Мы уже собирались войти в вагон первого класса, как вдруг мимо нас стремительно пронесся вьетнамец, так что даже стукнул своим чемоданом о колени Катрин, слава богу, не слишком сильно. Я заметил, что вьетнамец устремился прямо к выходу, и это показалось мне странным; я сказал об этом Катрин, усаживаясь рядом с ней на обитое молескином сиденье. По ее мнению, тут ничего странного не было: возможно, он перепутал линию и заметил это лишь в самую последнюю минуту.
— Тогда почему же, — спросил я, — он побежал к выходу? Ему нужно было пойти на пересадку.
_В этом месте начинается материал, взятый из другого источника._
#[cfg(test)]
mod tests {
    use super::*;
    use crate::environment::{LogicNine, FIXED_INPUTS};
    use crate::inst_lib::HardwareKind;
    use crate::organism::{MutationRates, OrganismHost, PhenotypeConfig};
    use rand::rngs::StdRng;
    use rand::SeedableRng;

    #[derive(Default)]
    struct Nursery(Vec<Sequence>);

    impl OrganismHost for Nursery {
        fn activate_divide(&mut self, _parent: &mut OrgState, offspring: Sequence) -> bool {
            self.0.push(offspring);
            true
        }
    }

    const GX_NAMES: [&str; 27] = [
        "nop-A", "nop-B", "nop-C", "inc", "bind", "bind2", "g-alloc", "p-alloc", "p-copy", "p-divide", "site",
        "num-sites", "end", "i-alloc", "i-divide", "h-copy", "promoter", "terminator", "h-activate", "h-repress",
        "if-bind", "dec", "PROGRAMID", "EXECUTABLE", "BINDABLE", "READABLE", "h-divide",
    ];

    struct Rig {
        set: InstSet,
        config: HardwareConfig,
        env: LogicNine,
        host: Nursery,
        rng: StdRng,
        org: OrgState,
        hw: HardwareGx,
    }

    impl Rig {
        fn new(config: HardwareConfig, names: &[&str]) -> Self {
            let set = InstSet::from_names(HardwareKind::Gx, &GX_NAMES).unwrap();
            let genome = seq(&set, names);
            let org = OrgState::new(genome, 9, PhenotypeConfig::default(), MutationRates::none(), FIXED_INPUTS.to_vec());
            let hw = HardwareGx::new(&org, &set, &config);
            Self { set, config, env: LogicNine::new(), host: Nursery::default(), rng: StdRng::seed_from_u64(7), org, hw }
        }

        fn step(&mut self, n: usize) {
            for _ in 0..n {
                let mut ctx = ExecContext {
                    inst_set: &self.set,
                    config: &self.config,
                    env: &self.env,
                    host: &mut self.host,
                    rng: &mut self.rng,
                    tracer: None,
                };
                self.hw.single_process(&mut self.org, &mut ctx);
            }
        }

        fn seq(&self, names: &[&str]) -> Sequence {
            seq(&self.set, names)
        }

        fn set_head(&mut self, id: SpaceId, head: usize, target: Head) {
            self.hw.programids.get_mut(id).unwrap().thread.heads[head] = target;
        }

        fn head_of(&self, id: SpaceId, head: usize) -> Head {
            self.hw.programids.get(id).unwrap().thread.heads[head]
        }

        /// Register of programid `id`'s own thread.
        fn reg_of(&self, id: SpaceId, reg: usize) -> i32 {
            self.hw.programids.get(id).unwrap().thread.regs[reg]
        }
    }

    fn seq(set: &InstSet, names: &[&str]) -> Sequence {
        Sequence::from_insts(names.iter().map(|n| set.inst_by_name(n).unwrap()).collect())
    }

    /// A linear genome section: PROGRAMID, the capability markers, then `body`.
    fn section(caps: &[&'static str], body: &[&'static str]) -> Vec<&'static str> {
        let mut out = vec!["PROGRAMID"];
        out.extend_from_slice(caps);
        out.extend_from_slice(body);
        out
    }

    fn implicit() -> HardwareConfig {
        HardwareConfig { implicit_gene_expression: true, max_programids: 2, ..Default::default() }
    }

    #[test]
    fn test_reset_splits_genome() {
        let mut names = section(&["EXECUTABLE"], &["inc", "dec"]);
        names.extend(section(&["BINDABLE", "READABLE"], &["site", "nop-A", "inc"]));
        let rig = Rig::new(HardwareConfig::default(), &names);
        let ps = rig.hw.programids();
        assert_eq!(ps.len(), 2);
        assert_eq!(ps.get(0).unwrap().memory, rig.seq(&["inc", "dec"]));
        assert_eq!(ps.get(1).unwrap().caps, Capabilities::new(false, true, true));
    }

    #[test]
    fn test_unmarked_genome_runs_as_one_programid() {
        let mut rig = Rig::new(HardwareConfig::default(), &["inc", "inc", "dec"]);
        rig.step(2);
        assert_eq!(rig.hw.programids().len(), 1);
        assert_eq!(rig.hw.reg(REG_BX), 2);
    }

    #[test]
    fn test_new_programid_is_held_by_write_head() {
        let mut rig = Rig::new(HardwareConfig::default(), &["p-alloc", "inc", "inc"]);
        rig.step(1);
        assert_eq!(rig.hw.programids().len(), 2);
        assert_eq!(rig.head_of(0, HEAD_WRITE), Head::new(1));
        assert!(rig.hw.programids().get(1).unwrap().caps.executable);
        assert!(!rig.hw.programids().can_execute(1));
    }

    #[test]
    fn test_programid_limit() {
        let config = HardwareConfig { max_programids: 1, ..Default::default() };
        let mut rig = Rig::new(config, &["p-alloc", "inc"]);
        rig.step(1);
        assert_eq!(rig.hw.programids().len(), 1);
        assert_eq!(rig.head_of(0, HEAD_WRITE), Head::new(0));
    }

    #[test]
    fn test_bind_attaches_read_head() {
        let mut names = section(&["EXECUTABLE"], &["bind", "nop-A", "inc", "inc"]);
        names.extend(section(&["BINDABLE", "READABLE"], &["site", "nop-A", "inc", "site", "nop-B", "inc"]));
        let mut rig = Rig::new(HardwareConfig::default(), &names);
        rig.step(1);
        assert_eq!(rig.head_of(0, HEAD_READ), Head::at(0, 1));
        assert_eq!(rig.hw.programids().get(0).unwrap().terminator_label, Label::from_nops(&[1]));
        assert_eq!(rig.head_of(0, HEAD_IP).pos, 2);
    }

    #[test]
    fn test_if_bind_skips_on_failure() {
        let mut rig = Rig::new(HardwareConfig::default(), &["if-bind", "nop-C", "inc", "inc", "dec"]);
        rig.step(2);
        // Nothing to bind to: the first inc is skipped.
        assert_eq!(rig.hw.reg(REG_BX), 1);
        assert_eq!(rig.head_of(0, HEAD_READ), Head::new(0));
    }

    #[test]
    fn test_p_copy_stops_at_terminator_label() {
        let mut names = section(&["EXECUTABLE"], &["bind", "nop-A", "g-alloc", "p-copy", "p-copy", "p-copy", "p-copy", "p-copy"]);
        names.extend(section(&["BINDABLE", "READABLE"], &["site", "nop-A", "inc", "site", "nop-B", "inc"]));
        let mut rig = Rig::new(HardwareConfig::default(), &names);
        rig.step(7);

        let copy = &rig.hw.programids().get(2).unwrap().memory;
        assert_eq!(*copy, rig.seq(&["site", "nop-A", "inc", "site", "nop-B"]));
        assert_eq!(rig.head_of(0, HEAD_READ), Head::new(0));
        assert_eq!(rig.head_of(0, HEAD_WRITE).space, 2);
    }

    #[test]
    fn test_num_sites_counts_other_programids() {
        let mut names = section(&["EXECUTABLE"], &["num-sites", "nop-A", "inc"]);
        names.extend(section(&["BINDABLE"], &["site", "nop-A", "inc", "site", "nop-A", "dec"]));
        names.extend(section(&["BINDABLE"], &["site", "nop-A", "inc"]));
        let mut rig = Rig::new(HardwareConfig::default(), &names);
        rig.step(1);
        // The last programid is current after a cycle; ask the one that ran.
        assert_eq!(rig.reg_of(0, REG_BX), 3);
        assert_eq!(rig.reg_of(2, REG_BX), 0);
    }

    fn divide_rig(offspring_len: usize, with_fragment: bool) -> Rig {
        let mut names = section(&["EXECUTABLE"], &["p-divide", "inc"]);
        let parent_body = vec!["inc"; 60];
        let child_body = vec!["dec"; offspring_len];
        names.extend(section(&["EXECUTABLE", "BINDABLE", "READABLE"], &parent_body));
        names.extend(section(&["EXECUTABLE", "BINDABLE", "READABLE"], &child_body));
        if with_fragment {
            names.extend(section(&["EXECUTABLE"], &["inc"]));
            names.extend(section(&["READABLE"], &["nop-A"]));
        }
        let mut rig = Rig::new(HardwareConfig::default(), &names);
        rig.set_head(0, HEAD_READ, Head::at(0, 1));
        rig.set_head(0, HEAD_WRITE, Head::at(0, 2));
        if with_fragment {
            rig.set_head(3, HEAD_WRITE, Head::at(0, 4));
        }
        rig
    }

    #[test]
    fn test_p_divide_splits_programids() {
        let mut rig = divide_rig(60, true);
        rig.step(1);

        assert_eq!(rig.host.0.len(), 1);
        assert_eq!(rig.org.phenotype.num_divides, 1);
        let ps = rig.hw.programids();
        assert!(ps.contains(1));
        assert!(!ps.contains(2));
        assert!(!ps.contains(4), "fragment survived");

        let child = &rig.host.0[0];
        let header = rig.seq(&["PROGRAMID", "EXECUTABLE", "BINDABLE", "READABLE"]);
        assert_eq!(&child.insts()[..4], header.insts());
        assert!(child.insts()[4..64].iter().all(|&i| rig.set.name(i) == "dec"));
        // Heads of every parent programid are back home.
        for p in ps.iter() {
            assert!(p.thread.heads.iter().all(|h| *h == Head::new(p.id)));
        }
    }

    #[test]
    fn test_p_divide_failure_changes_nothing() {
        let mut rig = divide_rig(40, false);
        rig.step(1);
        assert!(rig.host.0.is_empty());
        assert_eq!(rig.org.phenotype.num_divides, 0);
        assert_eq!(rig.hw.programids().len(), 3);
        assert_eq!(rig.head_of(0, HEAD_READ), Head::at(0, 1));
        assert_eq!(rig.head_of(0, HEAD_WRITE), Head::at(0, 2));
    }

    #[test]
    fn test_removal_takes_write_target_along() {
        let mut names = section(&["EXECUTABLE"], &["end", "inc"]);
        names.extend(section(&["READABLE"], &["nop-A"]));
        names.extend(section(&["EXECUTABLE"], &["inc", "inc"]));
        let mut rig = Rig::new(HardwareConfig::default(), &names);
        rig.set_head(0, HEAD_WRITE, Head::at(0, 1));
        rig.step(1);
        assert_eq!(rig.hw.programids().ids(), vec![2]);
        assert!(!rig.org.is_dead());
    }

    #[test]
    fn test_dies_without_programids() {
        let mut rig = Rig::new(HardwareConfig::default(), &["end", "inc"]);
        rig.step(1);
        assert!(rig.hw.programids().is_empty());
        assert!(rig.org.is_dead());
    }

    #[test]
    fn test_programids_age_out() {
        let config = HardwareConfig { max_programid_age: 2, ..Default::default() };
        let mut rig = Rig::new(config, &["inc", "inc"]);
        rig.step(2);
        assert!(!rig.org.is_dead());
        rig.step(1);
        assert!(rig.org.is_dead());
    }

    #[test]
    fn test_implicit_transcribes_from_promoter() {
        let mut names = vec!["promoter", "inc", "inc", "terminator"];
        names.extend(["dec"; 8]);
        let rig = Rig::new(implicit(), &names);
        let ps = rig.hw.programids();
        assert_eq!(ps.len(), 2);
        let genome = ps.get(0).unwrap();
        assert_eq!(genome.caps, Capabilities::new(false, false, true));
        let transcript = ps.get(1).unwrap();
        assert_eq!(transcript.memory, rig.seq(&["inc", "inc"]));
        assert!(transcript.caps.executable);
        assert_eq!(transcript.thread.heads[HEAD_READ], Head::at(0, 0));
    }

    #[test]
    fn test_implicit_transcript_length_cap() {
        let config = HardwareConfig { implicit_max_programid_length: 3, ..implicit() };
        let mut names = vec!["promoter"];
        names.extend(["inc"; 9]);
        let rig = Rig::new(config, &names);
        assert_eq!(rig.hw.programids().get(1).unwrap().memory.len(), 3);
    }

    #[test]
    fn test_activation_moves_promoter() {
        let mut names = vec!["promoter", "h-activate", "nop-A", "terminator", "nop-B"];
        names.extend(["dec"; 15]);
        let mut rig = Rig::new(implicit(), &names);
        rig.step(1);

        let promoters = rig.hw.promoters.as_ref().unwrap();
        // Label nop-A complements to nop-B, matched at 4. The window covers
        // 19 and 0..=9; the new promoter sits right after the label.
        assert_eq!(rig.head_of(1, HEAD_WRITE), Head::at(4, 0));
        assert_eq!(rig.head_of(1, HEAD_FLOW), Head::at(5, 0));
        assert_eq!(promoters.occupied[4], ACTIVATED);
        assert_eq!(promoters.occupied[19], REPRESSED);
        assert_eq!(promoters.occupied[0], REPRESSED);
        assert_eq!(promoters.occupied[10], NEUTRAL);
        assert_eq!(promoters.rates[0], 0.0);
        assert_eq!(promoters.sum, 1.0);
    }

    #[test]
    fn test_removing_regulator_restores_rates() {
        let mut names = vec!["promoter", "h-repress", "nop-A", "end", "terminator", "nop-B"];
        names.extend(["dec"; 14]);
        let mut rig = Rig::new(implicit(), &names);
        rig.step(1);
        assert_eq!(rig.hw.promoters.as_ref().unwrap().sum, 0.0);
        rig.step(1);
        // The transcript ended and was removed, lifting the repression.
        let promoters = rig.hw.promoters.as_ref().unwrap();
        assert!(promoters.occupied.iter().all(|&o| o == NEUTRAL));
        assert_eq!(promoters.sum, 1.0);
    }

    #[test]
    fn test_implicit_allocate_and_divide() {
        let mut names = vec!["promoter", "i-alloc", "i-divide", "terminator"];
        names.extend(["nop-A"; 16]);
        let mut rig = Rig::new(implicit(), &names);
        rig.step(1);
        assert_eq!(rig.hw.programids().len(), 3);
        assert_eq!(rig.reg_of(1, REG_BX), 20);
        assert_eq!(rig.head_of(1, HEAD_WRITE), Head::new(2));
        assert_eq!(rig.head_of(1, HEAD_READ), Head::new(0));
        assert_eq!(rig.hw.programids().get(2).unwrap().memory.len(), 40);

        // Stand in for the copy loop.
        let genome = rig.org.genome.clone();
        let target = &mut rig.hw.programids.get_mut(2).unwrap().memory;
        for i in 0..genome.len() {
            target.set(i, genome.get(i));
            target.flags_mut(i).copied = true;
        }
        rig.set_head(1, HEAD_WRITE, Head::at(20, 2));
        rig.step(1);

        assert_eq!(rig.host.0, vec![rig.org.genome.clone()]);
        assert!(rig.org.phenotype.copy_true);
        // Split divide resets to a freshly transcribed state.
        assert_eq!(rig.hw.programids().len(), 2);
    }

    #[test]
    fn test_second_implicit_allocate_faults() {
        let mut names = vec!["promoter", "i-alloc", "terminator"];
        names.extend(["nop-A"; 17]);
        let mut rig = Rig::new(implicit(), &names);
        rig.step(2);
        assert_eq!(rig.org.faults.len(), 1);
        assert_eq!(rig.org.faults[0].message, "Allocate already active");
    }

    #[test]
    fn test_promoter_scan_fires_in_order() {
        let set = InstSet::from_names(HardwareKind::Gx, &GX_NAMES).unwrap();
        let genome = seq(&set, &["promoter", "inc", "promoter", "inc"]);
        let mut promoters = Promoters::new(0, &genome, &set, 0.0);
        assert_eq!(promoters.sum, 2.0);
        assert_eq!(promoters.next_firing(), 0);
        assert_eq!(promoters.next_firing(), 2);
        assert_eq!(promoters.next_firing(), 0);
    }

    #[test]
    fn test_regulatory_match_skips_occupied() {
        let set = InstSet::from_names(HardwareKind::Gx, &GX_NAMES).unwrap();
        let genome = seq(&set, &["nop-B", "inc", "nop-B", "inc"]);
        let mut promoters = Promoters::new(0, &genome, &set, 0.0);
        let label = Label::from_nops(&[1]);
        assert_eq!(promoters.find_regulatory_match(&label, &genome, &set), Some(0));
        promoters.occupied[0] = REPRESSED;
        assert_eq!(promoters.find_regulatory_match(&label, &genome, &set), Some(2));
        assert_eq!(promoters.find_regulatory_match(&Label::new(), &genome, &set), None);
    }

    #[test]
    fn test_status_names_programid() {
        let rig = Rig::new(HardwareConfig::default(), &["inc", "dec"]);
        let status = rig.hw.status(&rig.set);
        assert!(status.starts_with("[0xbr]"), "{}", status);
        assert!(status.contains("programids:1"));
    }
}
Катрин качнула головой, ее, мол, ничуть все это не интересует, я собрался еще что-то добавить, но чей-то серьезный голос с мягкими интонациями заставил меня вздрогнуть:
— Не правда ли, здесь уютно?
Я обернулся на голос и с неудовольствием обнаружил, что обратившийся с этими словами незнакомец стоял почти вплотную ко мне, склонившись над самым моим затылком. Высокий, с рыжеватой бородкой, как у Христа, в застегнутой на все пуговицы кожаной куртке, надетой прямо на голое тело. Рядом с ним, чуть позади, держался парень среднего роста в цветастой рубашке, с густой нечесаной шевелюрой. А за его спиной я заметил еще троих или четверых типов, один из них потрясал медной трубой.
— Не правда ли, уютно? — повторил юноша с бородкой как у Христа.
Я шутливо ответил:
— Весьма уютно, мсье, — и, посчитав, что разговор окончен, снова повернулся спиной к собеседнику, лицом по ходу поезда. Однако незнакомец, широко шагнув по проходу, прошел между скамейками, зацепив по дороге мой ботинок и даже не извинившись, уселся напротив нас и, сверля взглядом Катрин, спросил, каково ее мнение на этот счет.
— По-моему, весьма уютно, — ответила она, не опуская глаз.
Незнакомец вытянул ноги, и его сапоги из тексана очутились между нашими с Катрин ногами.
— Промеж буржуев! — насмешливо провозгласил он.
Катрин покраснела, но я сказал, боясь, что она вспылит:
— Ну знаете, такие буржуи, как мы…
Мои слова были прерваны парнем с густой копной волос, который плюхнулся на скамейку рядом с бородачом.